-
Type: Bug
-
Resolution: Fixed
-
Priority: Major - P3
-
Affects Version/s: None
-
Component/s: Sharding
-
Labels:
-
Fully Compatible
-
ALL
-
Sharding 2018-12-17, Sharding 2018-12-31, Sharding 2019-01-14
-
45
The range deleter attempts to find documents which have since been migrated away from a shard and delete them. When performing the deletion, it correctly wraps the call to Collection::deleteDocument inside a writeConflictRetry (link:
exec->saveState(); writeConflictRetry(opCtx, "delete range", nss.ns(), [&] { WriteUnitOfWork wuow(opCtx); if (saver) { uassertStatusOK(saver->goingToDelete(obj)); } collection->deleteDocument(opCtx, kUninitializedStmtId, rloc, nullptr, true); wuow.commit(); }); try { exec->restoreState();
The call to collection->deleteDocument() will end up looking up the document and asserting that the document exists.
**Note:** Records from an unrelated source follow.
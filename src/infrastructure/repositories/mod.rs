//! Repository Implementations
//!
//! File-backed implementations of domain repository traits.
//!
//! ## Available Repositories
//!
//! - **JsonFileSubmissionRepository** - Contact-form submissions in a JSON file

pub mod submission_repository;

pub use submission_repository::JsonFileSubmissionRepository;
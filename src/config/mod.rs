//! # Configuration Module
//!
//! This module handles application configuration loading and management.
//! Configuration can be loaded from:
//! - Environment variables (prefixed with APP__)
//! - Configuration files (config/default.toml, config/{environment}.toml)
//! - .env files (via dotenvy)
//!
//! ## Usage
//!
//! ```rust,ignore
//! use athletica::config::Settings;
//!
//! let settings = Settings::load()?;
//! println!("Contact server will listen on {}", settings.server_addr());
//! ```

mod settings;

pub use settings::*;
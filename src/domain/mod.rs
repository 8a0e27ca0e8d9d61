//! # Domain Layer
//!
//! Entities, value objects and pure domain services of the coaching
//! dashboard. Independent of the store, the mock API and HTTP.
//!
//! ## Structure
//!
//! - **entities**: Coach, Client, Plan, Session, ContactSubmission
//! - **value_objects**: Free-form attribute maps
//! - **services**: Pure functions over entity collections (dashboard statistics,
//!   client filtering)

pub mod entities;
pub mod services;
pub mod value_objects;

// Re-export commonly used types
pub use entities::*;
pub use value_objects::*;
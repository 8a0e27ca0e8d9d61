//! Application Layer
//!
//! The data service contract, the state store that drives it, and the
//! request/response DTOs exchanged with callers.

pub mod dto;
pub mod services;
pub mod store;
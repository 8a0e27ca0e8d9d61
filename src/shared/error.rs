//! Application Error Types
//!
//! Centralized error handling for the HTTP surface with Axum integration.

use axum::{
    http::StatusCode,
    response::{IntoResponse, Response},
    Json,
};
use serde::Serialize;

use crate::domain::SubmissionError;

/// Application error type
#[derive(Debug, thiserror::Error)]
pub enum AppError {
    #[error("Not found: {0}")]
    NotFound(String),

    #[error("Bad request: {0}")]
    BadRequest(String),

    #[error("Forbidden: {0}")]
    Forbidden(String),

    #[error("Internal error: {0}")]
    Internal(String),

    #[error("Storage error: {0}")]
    Storage(#[from] SubmissionError),

    #[error("Validation error: {0}")]
    Validation(String),
}

/// Error response body
#[derive(Debug, Serialize)]
pub struct ErrorResponse {
    pub code: u16,
    pub message: String,
    #[serde(skip_serializing_if = "Option::is_none")]
    pub errors: Option<Vec<FieldError>>,
}

/// Field-level validation error
#[derive(Debug, Clone, PartialEq, Serialize)]
pub struct FieldError {
    pub field: String,
    pub message: String,
}

impl AppError {
    /// HTTP status and numeric error code for this error.
    pub fn status_and_code(&self) -> (StatusCode, u16) {
        match self {
            AppError::NotFound(_) => (StatusCode::NOT_FOUND, 10001),
            AppError::BadRequest(_) => (StatusCode::BAD_REQUEST, 10002),
            AppError::Forbidden(_) => (StatusCode::FORBIDDEN, 10004),
            AppError::Validation(_) => (StatusCode::BAD_REQUEST, 10007),
            AppError::Internal(_) | AppError::Storage(_) => {
                (StatusCode::INTERNAL_SERVER_ERROR, 10000)
            }
        }
    }
}

impl IntoResponse for AppError {
    fn into_response(self) -> Response {
        let (status, code) = self.status_and_code();
        let message = match &self {
            AppError::NotFound(msg)
            | AppError::BadRequest(msg)
            | AppError::Forbidden(msg)
            | AppError::Validation(msg) => msg.clone(),
            AppError::Internal(msg) => {
                tracing::error!("Internal error: {}", msg);
                "Internal server error".into()
            }
            AppError::Storage(e) => {
                tracing::error!("Storage error: {}", e);
                "Internal server error".into()
            }
        };

        let body = ErrorResponse {
            code,
            message,
            errors: None,
        };

        (status, Json(body)).into_response()
    }
}
//! Data Transfer Objects
//!
//! Request forms accepted by the store and the contact endpoint, and the
//! responses returned by the data service and HTTP handlers.

pub mod request;
pub mod response;

pub use request::*;
pub use response::*;
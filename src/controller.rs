use log::{debug, info, warn};
use web_sys::{Document, Window};

use crate::behaviors::{
    accordion::Faq,
    anchor::AnchorScroll,
    counter::Counters,
    form::CtaForm,
    header::HeaderScroll,
    menu::MobileMenu,
    parallax::Parallax,
    phone::PhoneMask,
    reveal::{Reveal, StepsLine},
};
use crate::config::Config;
use crate::error::Result;
use crate::styles;

/// Which behaviors ended up attached after [`PageController::mount`].
#[derive(Debug, Default, Clone, PartialEq, Eq)]
pub struct MountReport {
    pub wired: Vec<&'static str>,
    pub skipped: Vec<&'static str>,
    pub failed: Vec<&'static str>,
}

impl MountReport {
    /// Records one behavior. `None` means its markup is absent.
    pub fn record<T>(&mut self, name: &'static str, found: Option<T>, attach: impl FnOnce(T) -> Result<()>) {
        let Some(behavior) = found else {
            debug!("{}: markup not present, skipping", name);
            self.skipped.push(name);
            return;
        };
        match attach(behavior) {
            Ok(()) => self.wired.push(name),
            Err(err) => {
                warn!("{}: failed to attach: {}", name, err);
                self.failed.push(name);
            }
        }
    }
}

/// Wires every page behavior once, each independently of the others.
pub struct PageController {
    window: Window,
    document: Document,
    config: Config,
}

impl PageController {
    pub fn new(window: Window, document: Document, config: Config) -> Self {
        Self {
            window,
            document,
            config,
        }
    }

    pub fn mount(self) -> MountReport {
        let Self {
            window,
            document,
            config,
        } = self;
        let mut report = MountReport::default();

        report.record(
            "header",
            HeaderScroll::find(&window, &document, config.header_scroll_threshold),
            HeaderScroll::attach,
        );
        report.record("mobile menu", MobileMenu::find(&document), MobileMenu::attach);
        report.record(
            "anchor scroll",
            AnchorScroll::find(&window, &document, config.anchor_extra_offset),
            AnchorScroll::attach,
        );
        report.record(
            "reveal",
            Reveal::find(&document, config.reveal_threshold, &config.reveal_root_margin),
            Reveal::attach,
        );
        report.record(
            "steps line",
            StepsLine::find(&document, config.steps_line_threshold),
            StepsLine::attach,
        );
        report.record(
            "counters",
            Counters::find(
                &window,
                &document,
                config.counter_threshold,
                config.counter_duration_ms,
            ),
            Counters::attach,
        );
        report.record("faq", Faq::find(&document), Faq::attach);
        report.record("cta form", CtaForm::find(&document, &config), CtaForm::attach);
        report.record("phone mask", PhoneMask::find(&document), PhoneMask::attach);
        report.record(
            "parallax",
            Parallax::find(
                &window,
                &document,
                config.parallax_min_viewport,
                config.parallax_max_degrees,
            ),
            Parallax::attach,
        );
        report.record("runtime styles", Some(&document), styles::inject);

        info!(
            "Page controller mounted: {} wired, {} skipped, {} failed",
            report.wired.len(),
            report.skipped.len(),
            report.failed.len()
        );
        report
    }
}
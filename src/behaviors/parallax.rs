use std::cell::RefCell;
use std::rc::Rc;

use log::{debug, info, warn};
use wasm_bindgen::prelude::*;
use wasm_bindgen::JsCast;
use web_sys::{Document, HtmlElement, MouseEvent, Window};

use crate::dom;
use crate::error::Result;

/// Badge rotation in degrees.
#[derive(Debug, Clone, Copy, PartialEq)]
pub struct Tilt {
    pub rotate_x: f64,
    pub rotate_y: f64,
}

impl Tilt {
    /// Maps the pointer to [-1, 1] on both axes around the viewport centre
    /// and scales by `max_degrees`. Moving right turns the badge around Y,
    /// moving down tips it back around X.
    pub fn from_pointer(x: f64, y: f64, width: f64, height: f64, max_degrees: f64) -> Self {
        let normalize = |pos: f64, extent: f64| {
            if extent > 0.0 {
                ((pos / extent - 0.5) * 2.0).clamp(-1.0, 1.0)
            } else {
                0.0
            }
        };
        let nx = normalize(x, width);
        let ny = normalize(y, height);
        Self {
            rotate_x: -ny * max_degrees,
            rotate_y: nx * max_degrees,
        }
    }

    pub fn transform(&self) -> String {
        format!("rotateY({}deg) rotateX({}deg)", self.rotate_y, self.rotate_x)
    }
}

/// Coalesces pointer moves so at most one frame is queued and it paints
/// the latest position.
#[derive(Debug, Default)]
pub struct FrameSlot {
    pending: Option<Tilt>,
}

impl FrameSlot {
    /// Stores `tilt`. True when the caller must request a frame.
    pub fn push(&mut self, tilt: Tilt) -> bool {
        self.pending.replace(tilt).is_none()
    }

    pub fn take(&mut self) -> Option<Tilt> {
        self.pending.take()
    }
}

pub struct Parallax {
    window: Window,
    document: Document,
    badge: HtmlElement,
    max_degrees: f64,
}

impl Parallax {
    /// Only on wide viewports, checked once at load.
    pub fn find(window: &Window, document: &Document, min_viewport: f64, max_degrees: f64) -> Option<Self> {
        dom::query(document, ".hero__visual")?;
        let badge = dom::by_id(document, "hero-badge-img")?;
        let width = viewport(window).0;
        if width <= min_viewport {
            debug!("Viewport {}px too narrow for parallax", width);
            return None;
        }
        Some(Self {
            window: window.clone(),
            document: document.clone(),
            badge,
            max_degrees,
        })
    }

    pub fn attach(self) -> Result<()> {
        let slot = Rc::new(RefCell::new(FrameSlot::default()));

        let paint = {
            let slot = slot.clone();
            let badge = self.badge.clone();
            Closure::wrap(Box::new(move |_: f64| {
                if let Some(tilt) = slot.borrow_mut().take() {
                    if let Err(err) = badge.style().set_property("transform", &tilt.transform()) {
                        warn!("Parallax transform not applied: {:?}", err);
                    }
                }
            }) as Box<dyn FnMut(f64)>)
        };

        let window = self.window.clone();
        let max_degrees = self.max_degrees;
        dom::listen(&self.document, "mousemove", move |event| {
            let Some(event) = event.dyn_ref::<MouseEvent>() else {
                return;
            };
            let (width, height) = viewport(&window);
            let tilt = Tilt::from_pointer(
                f64::from(event.client_x()),
                f64::from(event.client_y()),
                width,
                height,
                max_degrees,
            );
            if slot.borrow_mut().push(tilt) {
                if let Err(err) = window.request_animation_frame(paint.as_ref().unchecked_ref()) {
                    warn!("Parallax frame not scheduled: {:?}", err);
                }
            }
        })?;

        info!("Hero badge parallax wired");
        Ok(())
    }
}

fn viewport(window: &Window) -> (f64, f64) {
    let read = |value: core::result::Result<JsValue, JsValue>| {
        value.ok().and_then(|v| v.as_f64()).unwrap_or(0.0)
    };
    (read(window.inner_width()), read(window.inner_height()))
}

#[cfg(test)]
mod tests {
    use super::*;

    #[test]
    fn centre_is_flat() {
        let tilt = Tilt::from_pointer(500.0, 400.0, 1000.0, 800.0, 8.0);
        assert_eq!(tilt, Tilt { rotate_x: 0.0, rotate_y: 0.0 });
    }

    #[test]
    fn corners_reach_max_tilt() {
        let top_left = Tilt::from_pointer(0.0, 0.0, 1000.0, 800.0, 8.0);
        assert_eq!(top_left, Tilt { rotate_x: 8.0, rotate_y: -8.0 });
        assert_eq!(top_left.transform(), "rotateY(-8deg) rotateX(8deg)");
        let bottom_right = Tilt::from_pointer(1000.0, 800.0, 1000.0, 800.0, 8.0);
        assert_eq!(bottom_right, Tilt { rotate_x: -8.0, rotate_y: 8.0 });
    }

    #[test]
    fn zero_viewport_gives_no_tilt() {
        let tilt = Tilt::from_pointer(10.0, 10.0, 0.0, 0.0, 8.0);
        assert_eq!(tilt, Tilt { rotate_x: 0.0, rotate_y: 0.0 });
    }

    #[test]
    fn frame_slot_coalesces_to_latest() {
        let mut slot = FrameSlot::default();
        let a = Tilt { rotate_x: 1.0, rotate_y: 1.0 };
        let b = Tilt { rotate_x: 2.0, rotate_y: -2.0 };
        assert!(slot.push(a));
        assert!(!slot.push(b));
        assert_eq!(slot.take(), Some(b));
        assert_eq!(slot.take(), None);
        assert!(slot.push(a));
    }
}
use log::{debug, info};
use web_sys::{Document, Element, HtmlElement, ScrollBehavior, ScrollToOptions, Window};

use crate::dom;
use crate::error::Result;

/// What a same-page link's `href` points at.
#[derive(Debug, Clone, Copy, PartialEq, Eq)]
pub enum AnchorTarget<'a> {
    /// Exactly `#`.
    Bare,
    /// `#id`, carrying the id without the hash.
    Fragment(&'a str),
    /// Anything not starting with `#`.
    Elsewhere,
}

impl<'a> AnchorTarget<'a> {
    pub fn parse(href: &'a str) -> Self {
        match href.strip_prefix('#') {
            Some("") => AnchorTarget::Bare,
            Some(id) => AnchorTarget::Fragment(id),
            None => AnchorTarget::Elsewhere,
        }
    }
}

/// Document-relative scroll offset that leaves the target just below a
/// fixed header.
pub fn scroll_destination(target_top: f64, scroll_y: f64, header_height: f64, extra: f64) -> f64 {
    target_top + scroll_y - header_height - extra
}

/// Where a click on `href` should smooth-scroll to, or `None` to leave
/// the browser's default navigation alone. `target_top` resolves a
/// fragment id to its viewport-relative top, if such an element exists.
pub fn plan_scroll<F>(href: &str, target_top: F, scroll_y: f64, header_height: f64, extra: f64) -> Option<f64>
where
    F: FnOnce(&str) -> Option<f64>,
{
    let AnchorTarget::Fragment(id) = AnchorTarget::parse(href) else {
        return None;
    };
    let top = target_top(id)?;
    Some(scroll_destination(top, scroll_y, header_height, extra))
}

pub struct AnchorScroll {
    window: Window,
    document: Document,
    header: Option<HtmlElement>,
    anchors: Vec<Element>,
    extra_offset: f64,
}

impl AnchorScroll {
    pub fn find(window: &Window, document: &Document, extra_offset: f64) -> Option<Self> {
        let anchors = dom::query_all_in(document, r##"a[href^="#"]"##);
        if anchors.is_empty() {
            return None;
        }
        Some(Self {
            window: window.clone(),
            document: document.clone(),
            header: dom::by_id(document, "header"),
            anchors,
            extra_offset,
        })
    }

    pub fn attach(self) -> Result<()> {
        let count = self.anchors.len();

        for anchor in &self.anchors {
            let window = self.window.clone();
            let document = self.document.clone();
            let header = self.header.clone();
            let extra = self.extra_offset;
            let link = anchor.clone();

            dom::listen(anchor, "click", move |event| {
                let href = link.get_attribute("href").unwrap_or_default();
                let header_height = header
                    .as_ref()
                    .map(|h| f64::from(h.offset_height()))
                    .unwrap_or(0.0);
                let scroll_y = window.scroll_y().unwrap_or(0.0);
                let planned = plan_scroll(
                    &href,
                    |id| {
                        document
                            .get_element_by_id(id)
                            .map(|target| target.get_bounding_client_rect().top())
                    },
                    scroll_y,
                    header_height,
                    extra,
                );
                let Some(top) = planned else {
                    debug!("{} has no in-page target, leaving default navigation", href);
                    return;
                };
                event.prevent_default();

                let options = ScrollToOptions::new();
                options.set_top(top);
                options.set_behavior(ScrollBehavior::Smooth);
                window.scroll_to_with_scroll_to_options(&options);
            })?;
        }

        info!("Smooth anchor scrolling wired on {} links", count);
        Ok(())
    }
}

#[cfg(test)]
mod tests {
    use super::*;

    #[test]
    fn parses_href_shapes() {
        assert_eq!(AnchorTarget::parse("#"), AnchorTarget::Bare);
        assert_eq!(AnchorTarget::parse("#faq"), AnchorTarget::Fragment("faq"));
        assert_eq!(AnchorTarget::parse("/pricing"), AnchorTarget::Elsewhere);
        assert_eq!(AnchorTarget::parse(""), AnchorTarget::Elsewhere);
    }

    #[test]
    fn destination_clears_header_and_gap() {
        // target 600px below the viewport top, page already scrolled 400px
        assert_eq!(scroll_destination(600.0, 400.0, 80.0, 20.0), 900.0);
    }

    #[test]
    fn missing_header_counts_as_zero_height() {
        assert_eq!(scroll_destination(100.0, 0.0, 0.0, 20.0), 80.0);
    }

    #[test]
    fn dangling_fragment_leaves_default_navigation() {
        let planned = plan_scroll("#nonexistent", |_| None, 300.0, 80.0, 20.0);
        assert_eq!(planned, None);
    }

    #[test]
    fn bare_hash_never_looks_up_a_target() {
        let planned = plan_scroll(
            "#",
            |id| panic!("unexpected lookup of {id:?}"),
            0.0,
            80.0,
            20.0,
        );
        assert_eq!(planned, None);
    }

    #[test]
    fn existing_fragment_scrolls_below_header() {
        let planned = plan_scroll(
            "#faq",
            |id| (id == "faq").then_some(600.0),
            400.0,
            80.0,
            20.0,
        );
        assert_eq!(planned, Some(900.0));
    }
}
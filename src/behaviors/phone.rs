use log::info;
use web_sys::{Document, HtmlInputElement};

use crate::dom;
use crate::error::Result;

/// Formats whatever was typed into the phone field.
///
/// Numbers starting with 7 or 8 are rendered as `+7 (DDD) DDD-DD-DD`,
/// growing one group at a time and dropping digits past the eleventh.
/// Anything else becomes `+` followed by the bare digits.
pub fn format_phone(raw: &str) -> String {
    let digits: String = raw.chars().filter(char::is_ascii_digit).collect();

    match digits.as_bytes().first() {
        None => String::new(),
        Some(b'7' | b'8') => {
            let group = |from: usize, to: usize| &digits[from.min(digits.len())..to.min(digits.len())];
            let len = digits.len();

            let mut out = String::from("+7");
            if len > 1 {
                out.push_str(" (");
                out.push_str(group(1, 4));
            }
            if len >= 4 {
                out.push_str(") ");
                out.push_str(group(4, 7));
            }
            if len >= 7 {
                out.push('-');
                out.push_str(group(7, 9));
            }
            if len >= 9 {
                out.push('-');
                out.push_str(group(9, 11));
            }
            out
        }
        Some(_) => format!("+{}", digits),
    }
}

pub struct PhoneMask {
    input: HtmlInputElement,
}

impl PhoneMask {
    pub fn find(document: &Document) -> Option<Self> {
        Some(Self {
            input: dom::by_id(document, "form-phone")?,
        })
    }

    pub fn attach(self) -> Result<()> {
        let input = self.input.clone();
        // Replacing the whole value moves the caret to the end.
        dom::listen(&self.input, "input", move |_| {
            input.set_value(&format_phone(&input.value()));
        })?;
        info!("Phone mask wired");
        Ok(())
    }
}

#[cfg(test)]
mod tests {
    use super::format_phone;

    #[test]
    fn full_russian_numbers() {
        assert_eq!(format_phone("79991234567"), "+7 (999) 123-45-67");
        assert_eq!(format_phone("89991234567"), "+7 (999) 123-45-67");
    }

    #[test]
    fn other_prefixes_are_ungrouped() {
        assert_eq!(format_phone("123"), "+123");
        assert_eq!(format_phone("4915112345678"), "+4915112345678");
    }

    #[test]
    fn groups_appear_progressively() {
        assert_eq!(format_phone("7"), "+7");
        assert_eq!(format_phone("79"), "+7 (9");
        assert_eq!(format_phone("799"), "+7 (99");
        assert_eq!(format_phone("7999"), "+7 (999) ");
        assert_eq!(format_phone("79991"), "+7 (999) 1");
        assert_eq!(format_phone("7999123"), "+7 (999) 123-");
        assert_eq!(format_phone("79991234"), "+7 (999) 123-4");
        assert_eq!(format_phone("799912345"), "+7 (999) 123-45-");
        assert_eq!(format_phone("7999123456"), "+7 (999) 123-45-6");
    }

    #[test]
    fn reformatting_is_stable_and_truncates() {
        assert_eq!(format_phone("+7 (999) 123-45-67"), "+7 (999) 123-45-67");
        assert_eq!(format_phone("7999123456789"), "+7 (999) 123-45-67");
    }

    #[test]
    fn empty_and_non_digits_clear_the_field() {
        assert_eq!(format_phone(""), "");
        assert_eq!(format_phone("abc-()"), "");
    }
}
This should generally be true, but if we encounter a write conflict exception, the writeConflictRetry loop will abandon the snapshot in between attempts:
int attempts = 0; while (true) { try { return f(); } catch (WriteConflictException const&) { CurOp::get(opCtx)->debug().additiveMetrics.incrementWriteConflicts(1); WriteConflictException::logAndBackoff(attempts, opStr, ns); ++attempts; opCtx->recoveryUnit()->abandonSnapshot(); } }
Once the snapshot has been abandoned, we need to be able to handle the document no longer existing on the next attempt.
So I would propose that the code in collection_range_deleter.cpp either (1) somehow change the PlanExecutor constructed to include a delete stage which is able to handle the document no longer existing or (2) to manually check before each delete whether the document still exists.